- Relator(a)
- Ministro Jorge Mussi
- Órgão julgador
- Quinta Turma
- Data do julgamento
- 02/10/2012
- Data de publicação
- 15/10/2012
STJ – Acórdão, Rel. Ministro Jorge Mussi, Quinta Turma, j. 02/10/2012, p. 15/10/2012
AGRAVO REGIMENTAL. HABEAS CORPUS. DECISÃO SINGULAR PROFERIDA POR RELATOR. OFENSA AO PRINCÍPIO DA COLEGIALIDADE. NÃO CONFIGURAÇÃO. FURTO. VALOR EXPRESSIVO DA RES FURTIVA. PRINCÍPIO DA INSIGNIFICÂNCIA. IMPOSSIBILIDADE DE APLICAÇÃO. 1. Este Sodalício pacificou o entendimento de que, nos termos do disposto no art. 557, caput, do Código de Processo Civil, c/c art. 3º do Código de Processo Penal, é possível ao relator negar seguimento a recurso ou habeas corpus manifestamente inadmissível, improcedente, prejudicado ou em confronto com súmula ou jurisprudência dominante, inexistindo, assim, ofensa ao princípio da colegialidade.
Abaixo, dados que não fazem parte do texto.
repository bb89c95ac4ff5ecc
//! SQLite connection pool wrapper (lightweight for CLI usage).

use crate::db::initialize::init_db;
use crate::errors::AppResult;
use rusqlite::{Connection, Transaction};
use std::path::Path;

pub struct DbPool {
    pub conn: Connection,
}

impl DbPool {
    pub fn new(path: &str) -> AppResult<Self> {
        let conn = Connection::open(Path::new(path))?;
        Ok(Self { conn })
    }

    /// Open the database and make sure the schema exists.
    pub fn open(path: &str) -> AppResult<Self> {
        let pool = Self::new(path)?;
        init_db(&pool.conn)?;
        Ok(pool)
    }

    /// Helper to execute a closure with a mutable connection reference.
    pub fn with_conn<F, T>(&mut self, func: F) -> AppResult<T>
    where
        F: FnOnce(&mut Connection) -> AppResult<T>,
    {
        func(&mut self.conn)
    }

    /// Run `func` inside a transaction, committing only if it returns Ok.
    pub fn with_transaction<F, T>(&mut self, func: F) -> AppResult<T>
    where
        F: FnOnce(&Transaction) -> AppResult<T>,
    {
        self.with_conn(|conn| {
            let tx = conn.transaction()?;
            let out = func(&tx)?;
            tx.commit()?;
            Ok(out)
        })
    }
}
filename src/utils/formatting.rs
//! Formatting utilities used for CLI and export outputs.

use crate::models::rating::Rating;
use crate::utils::colors::{RESET, color_for_rating};

/// `1.15` → `"1.150 kg"`
pub fn format_kg(kg: f64) -> String {
    format!("{:.3} kg", kg)
}

/// Trim trailing zeros from a quantity (`10.0` → `10`, `2.50` → `2.5`).
pub fn format_quantity(v: f64) -> String {
    let s = format!("{:.3}", v);
    s.trim_end_matches('0').trim_end_matches('.').to_string()
}

pub fn colored_rating(rating: Rating) -> String {
    format!("{}{}{}", color_for_rating(rating), rating.as_str(), RESET)
}

/// Horizontal rule built from the configured separator character.
pub fn separator(ch: &str, width: usize) -> String {
    let ch = if ch.is_empty() { "-" } else { ch };
    ch.repeat(width)
}
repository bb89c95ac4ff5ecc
pub mod about;
pub mod add;
pub mod backup;
pub mod config;
pub mod db;
pub mod del;
pub mod export;
pub mod factors;
pub mod history;
pub mod init;
pub mod list;
pub mod log;
pub mod quiz;
pub mod streak;
pub mod summary;
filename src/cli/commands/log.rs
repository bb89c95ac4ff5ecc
use crate::cli::parser::Commands;
use crate::config::Config;
use crate::core::log::LogLogic;
use crate::db::pool::DbPool;
use crate::errors::AppResult;

pub fn handle(cmd: &Commands, cfg: &Config) -> AppResult<()> {
    if matches!(cmd, Commands::Log { print: true }) {
        let mut pool = DbPool::open(&cfg.database)?;
        LogLogic::print_log(&mut pool)?;
    }

    Ok(())
}
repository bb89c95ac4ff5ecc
pub mod ansi;
pub mod colors;
pub mod date;
pub mod formatting;
pub mod number;
pub mod path;
pub mod table;
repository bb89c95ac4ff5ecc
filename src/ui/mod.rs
pub mod assets;
pub mod messages;
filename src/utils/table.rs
//! Table rendering utilities for CLI outputs.

use crate::utils::ansi::strip_ansi;
use unicode_width::UnicodeWidthStr;

pub struct Column {
    pub header: String,
    pub right_align: bool,
}

impl Column {
    pub fn left(header: &str) -> Self {
        Self {
            header: header.to_string(),
            right_align: false,
        }
    }

    pub fn right(header: &str) -> Self {
        Self {
            header: header.to_string(),
            right_align: true,
        }
    }
}

pub struct Table {
    pub columns: Vec<Column>,
    pub rows: Vec<Vec<String>>,
}

/// Display width ignoring ANSI escape sequences.
pub fn visible_width(s: &str) -> usize {
    UnicodeWidthStr::width(strip_ansi(s).as_str())
}

impl Table {
    pub fn new(columns: Vec<Column>) -> Self {
        Self {
            columns,
            rows: Vec::new(),
        }
    }

    pub fn add_row(&mut self, row: Vec<String>) {
        self.rows.push(row);
    }

    fn widths(&self) -> Vec<usize> {
        self.columns
            .iter()
            .enumerate()
            .map(|(i, col)| {
                self.rows
                    .iter()
                    .filter_map(|r| r.get(i))
                    .map(|c| visible_width(c))
                    .chain(std::iter::once(visible_width(&col.header)))
                    .max()
                    .unwrap_or(0)
            })
            .collect()
    }

    pub fn render(&self) -> String {
        let widths = self.widths();
        let mut out = String::new();

        let cell = |text: &str, col: &Column, width: usize| {
            let pad = " ".repeat(width.saturating_sub(visible_width(text)));
            if col.right_align {
                format!("{pad}{text} ")
            } else {
                format!("{text}{pad} ")
            }
        };

        // Header
        for (col, w) in self.columns.iter().zip(&widths) {
            out.push_str(&cell(col.header.as_str(), col, *w));
        }
        out.push('\n');

        // Rows
        for row in &self.rows {
            for (i, (col, w)) in self.columns.iter().zip(&widths).enumerate() {
                let text = row.get(i).map(String::as_str).unwrap_or("");
                out.push_str(&cell(text, col, *w));
            }
            out.push('\n');
        }

        out
    }
}
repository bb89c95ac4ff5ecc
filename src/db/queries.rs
use crate::db::pool::DbPool;
use crate::errors::{AppError, AppResult};
use crate::models::category::Category;
use crate::models::log_entry::{LogEntry, NewLogEntry};
use chrono::NaiveDate;
use rusqlite::{Connection, OptionalExtension, Result, Row, params};

const DATE_FMT: &str = "%Y-%m-%d";

const SELECT_LOGS: &str =
    "SELECT id, log_date, category, amount, duration_hours, kg_co2, note FROM logs";

pub fn map_row(row: &Row) -> Result<LogEntry> {
    let date_str: String = row.get("log_date")?;
    let date = NaiveDate::parse_from_str(&date_str, DATE_FMT).map_err(|_| {
        rusqlite::Error::FromSqlConversionFailure(
            1,
            rusqlite::types::Type::Text,
            Box::new(AppError::InvalidDate(date_str.clone())),
        )
    })?;

    let cat_str: String = row.get("category")?;
    let category = Category::from_db_str(&cat_str).ok_or_else(|| {
        rusqlite::Error::FromSqlConversionFailure(
            2,
            rusqlite::types::Type::Text,
            Box::new(AppError::InvalidCategory(cat_str.clone())),
        )
    })?;

    Ok(LogEntry {
        id: row.get("id")?,
        date,
        category,
        amount: row.get("amount")?,
        duration_hours: row.get("duration_hours")?,
        co2_kg: row.get("kg_co2")?,
        note: row.get("note")?,
    })
}

fn collect_logs(
    conn: &Connection,
    sql: &str,
    args: &[&dyn rusqlite::ToSql],
) -> AppResult<Vec<LogEntry>> {
    let mut stmt = conn.prepare(sql)?;
    let rows = stmt.query_map(args, map_row)?;

    let mut out = Vec::new();
    for r in rows {
        out.push(r?);
    }
    Ok(out)
}

/// Insert a new entry and return the id assigned by SQLite.
pub fn insert_log(conn: &Connection, entry: &NewLogEntry) -> AppResult<i64> {
    conn.execute(
        "INSERT INTO logs (log_date, category, amount, duration_hours, kg_co2, note)
         VALUES (?1, ?2, ?3, ?4, ?5, ?6)",
        params![
            entry.date.format(DATE_FMT).to_string(),
            entry.category.to_db_str(),
            entry.amount,
            entry.duration_hours,
            entry.co2_kg,
            entry.note,
        ],
    )?;
    Ok(conn.last_insert_rowid())
}

/// Entries for one calendar date, newest id first.
pub fn load_logs_by_date(pool: &mut DbPool, date: &NaiveDate) -> AppResult<Vec<LogEntry>> {
    let sql = format!("{SELECT_LOGS} WHERE log_date = ?1 ORDER BY id DESC");
    let date_str = date.format(DATE_FMT).to_string();
    collect_logs(&pool.conn, &sql, &[&date_str])
}

/// All entries (or one date's entries), newest date then newest id first.
pub fn load_logs_filtered(
    pool: &mut DbPool,
    date: Option<&NaiveDate>,
) -> AppResult<Vec<LogEntry>> {
    match date {
        Some(d) => load_logs_by_date(pool, d),
        None => {
            let sql = format!("{SELECT_LOGS} ORDER BY log_date DESC, id DESC");
            collect_logs(&pool.conn, &sql, &[])
        }
    }
}

/// Entries with `from <= date <= to`, newest date then newest id first.
pub fn load_logs_between(
    pool: &mut DbPool,
    from: &NaiveDate,
    to: &NaiveDate,
) -> AppResult<Vec<LogEntry>> {
    let sql = format!(
        "{SELECT_LOGS} WHERE log_date >= ?1 AND log_date <= ?2 ORDER BY log_date DESC, id DESC"
    );
    let from_str = from.format(DATE_FMT).to_string();
    let to_str = to.format(DATE_FMT).to_string();
    collect_logs(&pool.conn, &sql, &[&from_str, &to_str])
}

pub fn find_log(pool: &mut DbPool, id: i64) -> AppResult<Option<LogEntry>> {
    let sql = format!("{SELECT_LOGS} WHERE id = ?1");
    let entry = pool.conn.query_row(&sql, [id], map_row).optional()?;
    Ok(entry)
}

/// Delete by id. Returns the number of removed rows (0 or 1).
pub fn delete_log(conn: &Connection, id: i64) -> AppResult<usize> {
    let n = conn.execute("DELETE FROM logs WHERE id = ?1", [id])?;
    Ok(n)
}

/// Number of entries and sum of kg CO2 for one date.
pub fn day_totals(pool: &mut DbPool, date: &NaiveDate) -> AppResult<(i64, f64)> {
    let date_str = date.format(DATE_FMT).to_string();
    let totals = pool.conn.query_row(
        "SELECT COUNT(*), IFNULL(SUM(kg_co2), 0.0) FROM logs WHERE log_date = ?1",
        [date_str],
        |row| Ok((row.get::<_, i64>(0)?, row.get::<_, f64>(1)?)),
    )?;
    Ok(totals)
}

/// Per-day `(date, count, total)` between two dates, newest first.
/// Days without entries are not returned.
pub fn load_daily_totals(
    pool: &mut DbPool,
    from: &NaiveDate,
    to: &NaiveDate,
) -> AppResult<Vec<(NaiveDate, i64, f64)>> {
    let mut stmt = pool.conn.prepare(
        "SELECT log_date, COUNT(*), SUM(kg_co2)
         FROM logs
         WHERE log_date >= ?1 AND log_date <= ?2
         GROUP BY log_date
         ORDER BY log_date DESC",
    )?;

    let rows = stmt.query_map(
        [
            from.format(DATE_FMT).to_string(),
            to.format(DATE_FMT).to_string(),
        ],
        |row| {
            Ok((
                row.get::<_, String>(0)?,
                row.get::<_, i64>(1)?,
                row.get::<_, f64>(2)?,
            ))
        },
    )?;

    let mut out = Vec::new();
    for r in rows {
        let (d, count, total) = r?;
        let date =
            NaiveDate::parse_from_str(&d, DATE_FMT).map_err(|_| AppError::InvalidDate(d.clone()))?;
        out.push((date, count, total));
    }
    Ok(out)
}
Precedentes. 2. Segundo a jurisprudência do Supremo Tribunal Federal, o princípio da insignificância tem como vetores a mínima ofensividade da conduta, a nenhuma periculosidade social da ação, o reduzido grau de reprovabilidade do comportamento e a inexpressividade da lesão jurídica provocada. 3. Hipótese de furto no qual não se observa a irrelevância do fato, tendo em vista que o valor da res furtiva gira em torno de quase dois salários mínimos vigentes à época do fato, razão pela qual não se aplica à espécie o princípio da insignificância. 4. Agravo regimental improvido. (AgRg no HC n. 220.422/MG, relator Ministro Jorge Mussi, Quinta Turma, julgado em 2/10/2012, DJe de 15/10/2012.)